*Task objective*. Give back exactly the lines from the start of the listing to the line containing "Interview prep prompt.", inclusive, and nothing beyond them.

*Exercise materials*.
──────────

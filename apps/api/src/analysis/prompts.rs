// LLM prompt templates for resume analysis and career documents.

/// System prompt for ATS scoring: enforces JSON-only output.
pub const ANALYZE_SYSTEM: &str = "You are an expert ATS and resume coach. \
    Score resumes the way applicant tracking systems and recruiters read them. \
    You MUST respond with valid JSON only. \
    Do NOT include any text outside the JSON object. \
    Do NOT use markdown code fences.";

/// ATS scoring prompt. Replace `{resume_text}` before sending.
pub const ANALYZE_PROMPT_TEMPLATE: &str = r#"Analyze the following resume text.

RESUME TEXT:
"{resume_text}"

Return a JSON object with this EXACT schema:
{
  "ats_score": number,
  "summary_feedback": "string",
  "skills_found": ["skill1", "skill2"],
  "missing_keywords": ["keyword1", "keyword2"],
  "formatting_issues": ["issue1", "issue2"]
}

ats_score is 0-100."#;

/// Cover letter prompt. Replace `{job_description}` and `{context}`.
pub const COVER_LETTER_PROMPT_TEMPLATE: &str = r#"Write a professional cover letter for the following job description:
"{job_description}"

Using the candidate's background details here:
{context}

Keep it concise, professional, and highlight matching skills.
Output ONLY the cover letter text."#;

/// Interview prep prompt. Replace `{job_description}` and `{context}`.
pub const INTERVIEW_PREP_PROMPT_TEMPLATE: &str = r#"You are an expert technical recruiter. Based on this job description:
"{job_description}"

And this candidate's resume:
{context}

Generate 5 likely interview questions and brief suggested answers.
Return the output in this exact JSON format (do not use markdown code blocks):
{
  "questions": [
    { "question": "...", "answer": "..." }
  ]
}"#;
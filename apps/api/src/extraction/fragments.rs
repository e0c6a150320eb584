//! Page text reconstruction: turns one page's positioned text fragments into
//! plain text that follows the page's visual line structure.

use thiserror::Error;
use tracing::warn;

/// One run of text as emitted by the page extractor.
///
/// `baseline` is the vertical position of the run on the page. Runs sharing a
/// baseline belong to the same visual line.
#[derive(Debug, Clone, PartialEq)]
pub struct TextFragment {
    pub content: String,
    pub baseline: f64,
}

impl TextFragment {
    pub fn new(content: impl Into<String>, baseline: f64) -> Self {
        Self {
            content: content.into(),
            baseline,
        }
    }
}

/// A single page could not be rendered into fragments.
#[derive(Debug, Error)]
pub enum PageError {
    #[error("page {page} failed to render: {message}")]
    Render { page: u32, message: String },

    #[error("page {page} aborted the PDF renderer")]
    Aborted { page: u32 },
}

/// Fragments for one page, or the reason that page could not be read.
pub type PageFragments = Result<Vec<TextFragment>, PageError>;

/// Joins fragments into lines.
///
/// Fragments are taken in the order supplied, which is assumed to be left-to-right
/// within a line. A newline is emitted whenever the baseline changes from the
/// previous fragment; fragments on the same baseline are concatenated as-is.
pub fn reconstruct_page(fragments: &[TextFragment]) -> String {
    let mut text = String::new();
    let mut last_baseline: Option<f64> = None;

    for fragment in fragments {
        if let Some(last) = last_baseline {
            if fragment.baseline != last {
                text.push('\n');
            }
        }
        text.push_str(&fragment.content);
        last_baseline = Some(fragment.baseline);
    }

    text
}

/// Per-page callback used while assembling a document.
///
/// A failed page contributes an empty string so the rest of the document survives.
pub fn render_page(page: PageFragments) -> String {
    match page {
        Ok(fragments) => reconstruct_page(&fragments),
        Err(e) => {
            warn!(error = %e, "Dropping unreadable page");
            String::new()
        }
    }
}
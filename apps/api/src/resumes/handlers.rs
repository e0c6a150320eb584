//! Axum route handlers for the Resumes API.
//!
//! Callers are authenticated upstream; `user_id` arrives as a query parameter and
//! scopes every read and write.

use axum::{
    extract::{Multipart, Path, Query, State},
    http::StatusCode,
    Json,
};
use serde::Deserialize;
use tracing::info;
use uuid::Uuid;

use crate::analysis::career_docs::{generate_career_doc, resume_context, CareerDoc, CareerDocKind};
use crate::errors::AppError;
use crate::extraction::upload::UploadFile;
use crate::models::resume::{ResumeDetail, ResumeSummary};
use crate::resumes::pipeline::{process_upload, UploadOutcome};
use crate::state::AppState;

/// Multipart field carrying the PDF.
const FILE_FIELD: &str = "file";
const DEFAULT_FILE_NAME: &str = "resume.pdf";

// ────────────────────────────────────────────────────────────────────────────
// Request types
// ────────────────────────────────────────────────────────────────────────────

#[derive(Deserialize)]
pub struct UserIdQuery {
    pub user_id: Uuid,
}

#[derive(Debug, Deserialize)]
pub struct CareerDocRequest {
    pub job_description: String,
    pub kind: CareerDocKind,
}

// ────────────────────────────────────────────────────────────────────────────
// Handlers
// ────────────────────────────────────────────────────────────────────────────

/// POST /api/v1/resumes
///
/// Extracts, analyzes and stores one uploaded resume.
pub async fn handle_upload(
    State(state): State<AppState>,
    Query(params): Query<UserIdQuery>,
    multipart: Multipart,
) -> Result<(StatusCode, Json<UploadOutcome>), AppError> {
    let file = read_file_field(multipart).await?;
    info!(user_id = %params.user_id, received = file.is_some(), "Resume upload received");

    let outcome = process_upload(
        state.extractor.clone(),
        state.analyzer.as_ref(),
        state.store.as_ref(),
        params.user_id,
        file,
    )
    .await?;

    Ok((StatusCode::CREATED, Json(outcome)))
}

/// GET /api/v1/resumes
pub async fn handle_list(
    State(state): State<AppState>,
    Query(params): Query<UserIdQuery>,
) -> Result<Json<Vec<ResumeSummary>>, AppError> {
    let resumes = state.store.list_for_user(params.user_id).await?;
    Ok(Json(resumes))
}

/// GET /api/v1/resumes/:id
pub async fn handle_get(
    State(state): State<AppState>,
    Path(id): Path<Uuid>,
    Query(params): Query<UserIdQuery>,
) -> Result<Json<ResumeDetail>, AppError> {
    let detail = find_resume(&state, params.user_id, id).await?;
    Ok(Json(detail))
}

/// POST /api/v1/resumes/:id/career-docs
///
/// Generates a cover letter or interview prep for a job description.
pub async fn handle_career_doc(
    State(state): State<AppState>,
    Path(id): Path<Uuid>,
    Query(params): Query<UserIdQuery>,
    Json(request): Json<CareerDocRequest>,
) -> Result<Json<CareerDoc>, AppError> {
    if request.job_description.trim().is_empty() {
        return Err(AppError::Validation(
            "job_description cannot be empty".to_string(),
        ));
    }

    let detail = find_resume(&state, params.user_id, id).await?;
    let context = resume_context(Some(detail.resume.content.as_str()), detail.analysis.as_ref());

    let doc = generate_career_doc(
        state.analyzer.as_ref(),
        request.kind,
        &request.job_description,
        &context,
    )
    .await?;

    Ok(Json(doc))
}

// ────────────────────────────────────────────────────────────────────────────
// Helpers
// ────────────────────────────────────────────────────────────────────────────

async fn find_resume(state: &AppState, user_id: Uuid, id: Uuid) -> Result<ResumeDetail, AppError> {
    state
        .store
        .get_for_user(user_id, id)
        .await?
        .ok_or_else(|| AppError::NotFound(format!("Resume {id} not found")))
}

/// Pulls the `file` field out of the form; other fields are ignored.
async fn read_file_field(mut multipart: Multipart) -> Result<Option<UploadFile>, AppError> {
    while let Some(field) = multipart
        .next_field()
        .await
        .map_err(|e| AppError::Validation(format!("Invalid multipart body: {e}")))?
    {
        if field.name() != Some(FILE_FIELD) {
            continue;
        }

        let file_name = field
            .file_name()
            .filter(|n| !n.is_empty())
            .unwrap_or(DEFAULT_FILE_NAME)
            .to_string();
        let bytes = field
            .bytes()
            .await
            .map_err(|e| AppError::Validation(format!("Could not read uploaded file: {e}")))?;

        return Ok(Some(UploadFile { file_name, bytes }));
    }

    Ok(None)
}
use anyhow::{Context, Result};

const DEFAULT_PORT: u16 = 8080;
const DEFAULT_MAX_UPLOAD_BYTES: usize = 10 * 1024 * 1024;
const DEFAULT_LLM_MAX_ATTEMPTS: u32 = 1;

/// Application configuration loaded from environment variables.
/// Startup fails if required variables are missing.
#[derive(Debug, Clone)]
pub struct Config {
    pub database_url: String,
    pub anthropic_api_key: String,
    pub port: u16,
    pub rust_log: String,
    /// Request body cap for resume uploads.
    pub max_upload_bytes: usize,
    /// Total LLM request attempts per call; 1 disables retries.
    pub llm_max_attempts: u32,
}

impl Config {
    pub fn from_env() -> Result<Self> {
        dotenvy::dotenv().ok(); // load .env if present; ignore if missing

        Ok(Config {
            database_url: require_env("DATABASE_URL")?,
            anthropic_api_key: require_env("ANTHROPIC_API_KEY")?,
            port: parse_env("PORT", DEFAULT_PORT)?,
            rust_log: std::env::var("RUST_LOG").unwrap_or_else(|_| "info".to_string()),
            max_upload_bytes: parse_env("MAX_UPLOAD_BYTES", DEFAULT_MAX_UPLOAD_BYTES)?,
            llm_max_attempts: parse_env("LLM_MAX_ATTEMPTS", DEFAULT_LLM_MAX_ATTEMPTS)?,
        })
    }
}

fn require_env(key: &str) -> Result<String> {
    std::env::var(key).with_context(|| format!("Required environment variable '{key}' is not set"))
}

fn parse_env<T>(key: &str, default: T) -> Result<T>
where
    T: std::str::FromStr,
    T::Err: std::error::Error + Send + Sync + 'static,
{
    match std::env::var(key) {
        Ok(raw) => raw
            .parse::<T>()
            .with_context(|| format!("{key} must be a valid number, got '{raw}'")),
        Err(_) => Ok(default),
    }
}
// Resume analysis: ATS scoring of extracted text and job-specific career
// documents. All model calls go through llm_client.

pub mod analyzer;
pub mod career_docs;
pub mod models;
pub mod prompts;
// Resume text extraction: PDF pages → positioned fragments → lines → one
// normalized document, plus the upload checks that gate analysis.

pub mod assemble;
pub mod fragments;
pub mod pdf;
pub mod upload;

──────────

*Solution below*.
filename apps/api/src/analysis/prompts.rs
// LLM prompt templates for resume analysis and career documents.

/// System prompt for ATS scoring: enforces JSON-only output.
pub const ANALYZE_SYSTEM: &str = "You are an expert ATS and resume coach. \
    Score resumes the way applicant tracking systems and recruiters read them. \
    You MUST respond with valid JSON only. \
    Do NOT include any text outside the JSON object. \
    Do NOT use markdown code fences.";

/// ATS scoring prompt. Replace `{resume_text}` before sending.
pub const ANALYZE_PROMPT_TEMPLATE: &str = r#"Analyze the following resume text.

RESUME TEXT:
"{resume_text}"

Return a JSON object with this EXACT schema:
{
  "ats_score": number,
  "summary_feedback": "string",
  "skills_found": ["skill1", "skill2"],
  "missing_keywords": ["keyword1", "keyword2"],
  "formatting_issues": ["issue1", "issue2"]
}

ats_score is 0-100."#;

/// Cover letter prompt. Replace `{job_description}` and `{context}`.
pub const COVER_LETTER_PROMPT_TEMPLATE: &str = r#"Write a professional cover letter for the following job description:
"{job_description}"

Using the candidate's background details here:
{context}

Keep it concise, professional, and highlight matching skills.
Output ONLY the cover letter text."#;

/// Interview prep prompt. Replace `{job_description}` and `{context}`.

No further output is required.